Kimberly Mckinley led a successful career in management consulting, fashion, and e-commerce before deciding to start her own fashion line. Noting the lack of a timelessly designed, high quality, “made in the USA” women’s clothing collection at an accessible price point, Kimberly decided to channel her entrepreneurial spirit to create one.  Thus, KikiLynn was born. In this post, Kimberly shares her experience using Maker’s Row to bring her dream of re-creating the perfect women’s shirtdress to life.


Since leaving my position as a buyer of women’s contemporary collections at Bloomingdale’s in the mid-2000s and losing my coveted employee discount, I started paying closer attention to the details and craftsmanship of the clothing I purchased. Why should I pay upwards of $400 for a dress when the fabric was low quality and the overseas “craftsmanship” even worse? I decided not to purchase clothing like this anymore and I set out to create a dress that I would love to wear.

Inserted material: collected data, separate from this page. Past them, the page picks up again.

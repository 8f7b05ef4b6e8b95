//! Connection identity as assigned by the WebSocket gateway.

use std::fmt;

use serde::{Deserialize, Serialize};
use serde_json::Value;

use crate::error::AppError;

/// Partition key attribute of the connection table
pub const CONNECTION_ID_ATTRIBUTE: &str = "ConnectionId";

/// Gateway-assigned identifier of an open WebSocket connection
#[derive(Debug, Clone, PartialEq, Eq, Hash, Serialize, Deserialize)]
#[serde(transparent)]
pub struct ConnectionId(String);

impl ConnectionId {
    pub fn new(id: impl Into<String>) -> Self {
        Self(id.into())
    }

    pub fn as_str(&self) -> &str {
        &self.0
    }

    /// Read `requestContext.connectionId` from a gateway event.
    pub fn from_event(event: &Value) -> Result<Self, AppError> {
        event
            .pointer("/requestContext/connectionId")
            .and_then(Value::as_str)
            .map(Self::new)
            .ok_or(AppError::MissingConnectionId)
    }
}

impl fmt::Display for ConnectionId {
    fn fmt(&self, f: &mut fmt::Formatter<'_>) -> fmt::Result {
        f.write_str(&self.0)
    }
}

impl From<&str> for ConnectionId {
    fn from(id: &str) -> Self {
        Self::new(id)
    }
}

impl From<String> for ConnectionId {
    fn from(id: String) -> Self {
        Self(id)
    }
}

/// Stored row of the connection table
#[derive(Debug, Clone, PartialEq, Eq, Serialize, Deserialize)]
pub struct ConnectionRecord {
    #[serde(rename = "ConnectionId")]
    pub connection_id: ConnectionId,
}

impl ConnectionRecord {
    pub fn new(connection_id: impl Into<ConnectionId>) -> Self {
        Self {
            connection_id: connection_id.into(),
        }
    }
}
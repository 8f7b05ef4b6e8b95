use serde::{Deserialize, Serialize};

/// Integration response returned to the gateway
#[derive(Debug, Clone, PartialEq, Eq, Serialize, Deserialize)]
#[serde(rename_all = "camelCase")]
pub struct GatewayResponse {
    pub status_code: u16,
}

impl GatewayResponse {
    pub fn ok() -> Self {
        Self { status_code: 200 }
    }
}

/// Outcome of an operation whose failure is deliberately ignored.
///
/// Records only whether the operation went through; error detail is dropped.
#[derive(Debug, Clone, Copy, PartialEq, Eq)]
pub enum BestEffort {
    Completed,
    Suppressed,
}

impl BestEffort {
    pub fn from_result<T, E>(result: Result<T, E>) -> Self {
        match result {
            Ok(_) => BestEffort::Completed,
            Err(_) => BestEffort::Suppressed,
        }
    }

    pub fn is_completed(self) -> bool {
        self == BestEffort::Completed
    }
}
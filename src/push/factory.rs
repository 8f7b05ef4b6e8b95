//! Connection pusher factory

use std::sync::Arc;

use aws_config::SdkConfig;

use crate::config::Settings;
use crate::error::AppError;

use super::apigateway::ApiGatewayConnectionPusher;
use super::memory::MemoryConnectionPusher;
use super::ConnectionPusher;

/// Create a connection pusher based on configuration.
///
/// - `"memory"`: returns a `MemoryConnectionPusher`
/// - `"apigateway"` (default): returns an `ApiGatewayConnectionPusher` bound to
///   `ENDPOINT_URL`, falling back to memory when no AWS SDK config is provided
///
/// Fails when `ENDPOINT_URL` is not configured, whatever the backend.
pub fn create_connection_pusher(
    settings: &Settings,
    sdk_config: Option<&SdkConfig>,
) -> Result<Arc<dyn ConnectionPusher>, AppError> {
    let endpoint_url = settings.endpoint_url()?;

    let pusher: Arc<dyn ConnectionPusher> = match settings.push_backend.as_str() {
        "memory" => {
            tracing::info!(backend = "memory", "Creating memory connection pusher");
            Arc::new(MemoryConnectionPusher::new())
        }
        _ => {
            if let Some(config) = sdk_config {
                tracing::info!(
                    backend = "apigateway",
                    endpoint_url = %endpoint_url,
                    "Creating API Gateway connection pusher"
                );
                Arc::new(ApiGatewayConnectionPusher::new(config, endpoint_url))
            } else {
                tracing::warn!(
                    "API Gateway pusher requested but no AWS config provided, \
                     falling back to memory"
                );
                Arc::new(MemoryConnectionPusher::new())
            }
        }
    };

    Ok(pusher)
}
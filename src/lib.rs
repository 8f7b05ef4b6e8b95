// Shared components
pub mod auth;
pub mod config;
pub mod error;
pub mod telemetry;

// Domain
pub mod connection;
pub mod event;

// Gateway collaborators
pub mod push;
pub mod store;

// Application layer
pub mod handlers;
pub mod state;
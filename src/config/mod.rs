mod settings;

pub use settings::{AuthorizerConfig, LogConfig, LogFormat, Settings};
//! Connection table access.
//!
//! The table is keyed by `ConnectionId` alone. Records are written by the
//! connect route and removed here on disconnect or when the push API reports
//! the connection gone.

mod dynamodb;
mod factory;
mod memory;

use async_trait::async_trait;
use thiserror::Error;

use crate::connection::ConnectionId;

pub use dynamodb::DynamoDbConnectionStore;
pub use factory::create_connection_store;
pub use memory::MemoryConnectionStore;

#[derive(Error, Debug)]
pub enum StoreError {
    #[error("Store backend error: {0}")]
    Backend(String),
}

/// Key-value store holding one record per open connection
#[async_trait]
pub trait ConnectionStore: Send + Sync {
    /// Backend name, for logs
    fn backend_type(&self) -> &'static str;

    /// Delete the record for a connection.
    ///
    /// Deleting a key that does not exist succeeds.
    async fn delete(&self, connection_id: &ConnectionId) -> Result<(), StoreError>;
}
use rand::SeedableRng;
use rand::rngs::SmallRng;

use super::{split_map, two_room_map};
use crate::level::connect::build_connectivity;
use crate::level::{GenerationSettings, Level};

fn settings(seed: u64) -> GenerationSettings {
    GenerationSettings {
        seed,
        tile_count: 32,
        min_tile_count: 3,
        max_tile_count: 8,
        min_depth: 2,
        max_depth: 8,
        prob_room: 0.4,
        pillar_density: [0.0, 0.02],
        tile_size: 2.0,
        actor_radius: 0.4,
    }
}

#[test]
fn adjacent_pair_gets_exactly_one_portal() {
    let mut positions = Vec::new();
    for seed in 0..32 {
        let mut map = two_room_map();
        let mut rng = SmallRng::seed_from_u64(seed);
        build_connectivity(&mut map, &mut rng).unwrap();

        assert_eq!(map.portals.len(), 1);
        assert!(map.teleports.is_empty());
        let portal = &map.portals[0];
        assert_eq!(portal.rooms, [0, 1]);
        // Homed on the one wall both leaves hang off
        assert_eq!(portal.wall, 2);
        assert!(!portal.open);
        // Position drawn within the shared span
        assert!((0..=3).contains(&portal.position));
        positions.push(portal.position);
    }
    // The draw is uniform over the span, not pinned to one cell
    positions.sort_unstable();
    positions.dedup();
    assert!(positions.len() > 1);
}

#[test]
fn isolated_room_bridged_by_single_teleport() {
    let mut map = split_map();
    let mut rng = SmallRng::seed_from_u64(11);
    build_connectivity(&mut map, &mut rng).unwrap();

    // A-B keep their doorway; C gets exactly one shortcut to the pair
    assert_eq!(map.portals.len(), 1);
    assert_eq!(map.portals[0].rooms, [0, 1]);
    assert_eq!(map.teleports.len(), 1);

    let teleport = &map.teleports[0];
    assert!(teleport.rooms.contains(&2));
    assert!(teleport.rooms[0] == 0 || teleport.rooms[0] == 1);
    assert!(!teleport.open);

    // Each landing point sits inside its own room
    for (room, pos) in teleport.rooms.iter().zip(teleport.positions) {
        assert_eq!(map.leaf_at(pos), Some(*room));
    }
}

#[test]
fn no_portal_between_corner_touching_rooms() {
    // C touches nothing; its closest approach to B is across dead space.
    // Adjacency must come only from shared edges of length >= 1.
    let mut map = split_map();
    let mut rng = SmallRng::seed_from_u64(5);
    build_connectivity(&mut map, &mut rng).unwrap();
    for portal in &map.portals {
        assert!(!portal.rooms.contains(&2));
    }
}

#[test]
fn portal_set_matches_geometric_adjacency() {
    for seed in [1, 17, 92] {
        let level = Level::generate(settings(seed)).unwrap();
        let rooms: Vec<_> = level.rooms().collect();
        for a in 0..rooms.len() {
            for b in (a + 1)..rooms.len() {
                let adjacent = rooms[a].area.shared_edge(&rooms[b].area).is_some();
                let portals = level
                    .portals()
                    .iter()
                    .filter(|p| p.rooms == [a, b])
                    .count();
                assert_eq!(
                    portals,
                    adjacent as usize,
                    "rooms {a}/{b} adjacency and portal count disagree (seed {seed})"
                );
            }
        }
    }
}

#[test]
fn generated_levels_fully_reachable() {
    for seed in 0..16 {
        let level = Level::generate(settings(seed)).unwrap();
        let n = level.rooms().count();
        let mut seen = vec![false; n];
        seen[0] = true;
        let mut queue = vec![0usize];
        while let Some(room) = queue.pop() {
            let links = level
                .portals()
                .iter()
                .map(|p| p.rooms)
                .chain(level.teleports().iter().map(|t| t.rooms));
            for [a, b] in links {
                let next = if a == room {
                    b
                } else if b == room {
                    a
                } else {
                    continue;
                };
                if !seen[next] {
                    seen[next] = true;
                    queue.push(next);
                }
            }
        }
        assert!(
            seen.iter().all(|&s| s),
            "seed {seed} left rooms unreachable"
        );
    }
}
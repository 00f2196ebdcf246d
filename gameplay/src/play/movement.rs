//! Wall-sliding movement resolution.
//!
//! A small bounded relaxation, not an exact contact solver: each pass
//! probes the desired move, and a blocking segment redirects the move
//! along its tangent for the next pass. Good enough for this gameplay
//! style, and the iteration cap keeps pathological corners cheap.

use glam::Vec2;
use math::{Trace, point_on_side, segment_intercept};

use crate::level::Level;
use crate::level::map_defs::{CollisionSegment, RoomId};

/// Slide passes per resolved move. Raising it tightens corner behaviour
/// at a linear cost per pass.
pub const MAX_SLIDE_ITERATIONS: u32 = 3;

/// Resolve a desired move against a set of collision segments.
///
/// Degrades gracefully: no segments or no remaining passes hand back the
/// desired position unchanged, and a zero-length move is a no-op.
pub fn move_and_slide(
    segments: &[CollisionSegment],
    current: Vec2,
    desired: Vec2,
    radius: f32,
    max_iterations: u32,
) -> Vec2 {
    if segments.is_empty() {
        return desired;
    }
    let mut desired = desired;
    for _ in 0..max_iterations {
        let delta = desired - current;
        let length = delta.length();
        if length <= f32::EPSILON {
            return current;
        }
        let dir = delta / length;
        // Probe ahead of the move by the collider radius so contact is
        // caught before the body centre reaches the boundary.
        let probe = Trace::new(current, dir * (length + radius));

        match nearest_blocking_hit(segments, probe) {
            None => return desired,
            Some((_, seg)) => {
                let tangent = seg.tangent();
                let sign = if tangent.dot(dir) >= 0.0 { 1.0 } else { -1.0 };
                desired = current + tangent * length * sign;
            }
        }
    }
    desired
}

/// Closest blocking segment along the probe, by parametric distance.
fn nearest_blocking_hit<'a>(
    segments: &'a [CollisionSegment],
    probe: Trace,
) -> Option<(f32, &'a CollisionSegment)> {
    let mut best: Option<(f32, &CollisionSegment)> = None;
    for seg in segments.iter().filter(|s| s.blocks()) {
        // Both endpoints on one side means the probe can't cross
        if point_on_side(probe, seg.start) == point_on_side(probe, seg.end) {
            continue;
        }
        if let Some(t) = segment_intercept(probe, seg.trace()) {
            if best.is_none_or(|(closest, _)| t < closest) {
                best = Some((t, seg));
            }
        }
    }
    best
}

impl Level {
    /// Resolve a move for an actor standing in `room`.
    #[inline]
    pub fn move_and_slide(&self, room: RoomId, current: Vec2, desired: Vec2, radius: f32) -> Vec2 {
        move_and_slide(
            self.map_data.segments_of(room),
            current,
            desired,
            radius,
            MAX_SLIDE_ITERATIONS,
        )
    }
}

#[cfg(test)]
mod tests {
    use super::*;
    use crate::level::map_defs::SegKind;

    fn wall(start: Vec2, end: Vec2, normal: Vec2) -> CollisionSegment {
        CollisionSegment {
            start,
            end,
            normal,
            kind: SegKind::Wall,
            disabled: false,
        }
    }

    #[test]
    fn empty_segments_pass_through() {
        let desired = Vec2::new(3.0, -2.0);
        let out = move_and_slide(&[], Vec2::ZERO, desired, 0.5, MAX_SLIDE_ITERATIONS);
        assert_eq!(out, desired);
    }

    #[test]
    fn zero_length_move_is_noop() {
        let segs = [wall(
            Vec2::new(4.0, -8.0),
            Vec2::new(4.0, 8.0),
            Vec2::new(-1.0, 0.0),
        )];
        let pos = Vec2::new(1.0, 1.0);
        let out = move_and_slide(&segs, pos, pos, 0.5, MAX_SLIDE_ITERATIONS);
        assert_eq!(out, pos);
    }

    #[test]
    fn head_on_wall_deflects_along_tangent() {
        let segs = [wall(
            Vec2::new(4.0, -8.0),
            Vec2::new(4.0, 8.0),
            Vec2::new(-1.0, 0.0),
        )];
        let out = move_and_slide(
            &segs,
            Vec2::new(3.0, 0.0),
            Vec2::new(5.0, 0.0),
            0.5,
            MAX_SLIDE_ITERATIONS,
        );
        // Redirected parallel to the wall, never through it
        assert!(out.x < 4.0);
        assert!((out.x - 3.0).abs() < 1e-5);
        assert!((out.y.abs() - 2.0).abs() < 1e-5);
    }

    #[test]
    fn oblique_approach_keeps_travel_direction() {
        let segs = [wall(
            Vec2::new(4.0, -8.0),
            Vec2::new(4.0, 8.0),
            Vec2::new(-1.0, 0.0),
        )];
        let current = Vec2::new(3.2, 0.0);
        let desired = Vec2::new(4.5, 1.3);
        let out = move_and_slide(&segs, current, desired, 0.5, MAX_SLIDE_ITERATIONS);
        assert!(out.x < 4.0);
        // Slides upward, with the +y component of the approach
        assert!(out.y > 0.0);
    }

    #[test]
    fn disabled_segment_does_not_block() {
        let mut seg = wall(
            Vec2::new(4.0, -8.0),
            Vec2::new(4.0, 8.0),
            Vec2::new(-1.0, 0.0),
        );
        seg.disabled = true;
        let desired = Vec2::new(6.0, 0.0);
        let out = move_and_slide(&[seg], Vec2::new(3.0, 0.0), desired, 0.5, 3);
        assert_eq!(out, desired);
    }

    #[test]
    fn exhausted_iterations_return_desired() {
        let segs = [wall(
            Vec2::new(4.0, -8.0),
            Vec2::new(4.0, 8.0),
            Vec2::new(-1.0, 0.0),
        )];
        let desired = Vec2::new(5.0, 0.0);
        let out = move_and_slide(&segs, Vec2::new(3.0, 0.0), desired, 0.5, 0);
        assert_eq!(out, desired);
    }
}
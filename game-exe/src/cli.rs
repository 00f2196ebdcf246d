use argh::FromArgs;
use gameplay::log;

/// CLI options for the level tool
#[derive(Debug, Clone, FromArgs)]
pub struct CliOptions {
    /// verbose level: off, error, warn, info, debug
    #[argh(option)]
    pub verbose: Option<log::LevelFilter>,
    /// generation seed
    #[argh(option)]
    pub seed: Option<u64>,
    /// map extent in tiles per side
    #[argh(option)]
    pub tile_count: Option<i32>,
    /// chance an eligible region stops splitting and becomes a room, 0.0-1.0
    #[argh(option)]
    pub prob_room: Option<f32>,
    /// print an ascii top-down dump of the generated floor
    #[argh(switch)]
    pub dump: bool,
    /// open every doorway and teleport before reporting
    #[argh(switch)]
    pub open_all: bool,
}
//! Scenario-level tests over generated and hand-built levels.

mod connect_tests;
mod query_tests;

use super::map_data::MapData;
use super::map_defs::{BspNode, RoomNode, SplitAxis, TileArea};

fn room_node(leaf: usize, area: TileArea) -> BspNode {
    BspNode::Room(RoomNode {
        leaf,
        area,
        profile: 0,
        pillars: Vec::new(),
        segments: Vec::new(),
    })
}

/// Two 4×4 rooms split by one vertical wall, sharing the full edge at
/// tile columns 3/4.
fn two_room_map() -> MapData {
    let nodes = vec![
        room_node(0, TileArea::new(0, 0, 3, 3)),
        room_node(1, TileArea::new(4, 0, 7, 3)),
        BspNode::Wall {
            area: TileArea::new(0, 0, 7, 3),
            axis: SplitAxis::Vertical,
            split: 3,
            children: [0, 1],
        },
    ];
    MapData::synthetic(nodes, vec![Some(2), Some(2), None], vec![0, 1], 2.0)
}

/// Rooms A and B adjacent, room C cut off from both by dead space.
fn split_map() -> MapData {
    let nodes = vec![
        // 0,1: A|B pair on the bottom band
        room_node(0, TileArea::new(0, 0, 3, 3)),
        room_node(1, TileArea::new(4, 0, 7, 3)),
        BspNode::Wall {
            area: TileArea::new(0, 0, 7, 3),
            axis: SplitAxis::Vertical,
            split: 3,
            children: [0, 1],
        },
        // 3: dead band between the pair and C
        BspNode::Empty {
            area: TileArea::new(0, 4, 7, 7),
        },
        BspNode::Wall {
            area: TileArea::new(0, 0, 7, 7),
            axis: SplitAxis::Horizontal,
            split: 3,
            children: [2, 3],
        },
        // 5: room C, 6: dead corner beside it
        room_node(2, TileArea::new(0, 8, 3, 11)),
        BspNode::Empty {
            area: TileArea::new(4, 8, 7, 11),
        },
        BspNode::Wall {
            area: TileArea::new(0, 8, 7, 11),
            axis: SplitAxis::Vertical,
            split: 3,
            children: [5, 6],
        },
        BspNode::Wall {
            area: TileArea::new(0, 0, 7, 11),
            axis: SplitAxis::Horizontal,
            split: 7,
            children: [4, 7],
        },
    ];
    let parents = vec![
        Some(2),
        Some(2),
        Some(4),
        Some(4),
        Some(8),
        Some(7),
        Some(7),
        Some(8),
        None,
    ];
    MapData::synthetic(nodes, parents, vec![0, 1, 5], 2.0)
}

I had been searching for the perfect shirtdress for a long time so I decided to start with this classic silhouette. I am not a designer by trade but I knew what I wanted the dress to look like and how I wanted it to fit. Shirtdresses from the 50s and 60s were instant classics because they fit and flattered most body types. However, most shirtdresses I had seen over the past 10 years fell short. Literally. They had short skirts that became mini when I sat down. My other complaints about modern shirtdresses included: no pockets, attached belts that looked cheap, tight sleeves and ill-fitting around the bust. I sought to create a flattering feminine shirtdress that could take today’s multi-faceted woman from day to evening.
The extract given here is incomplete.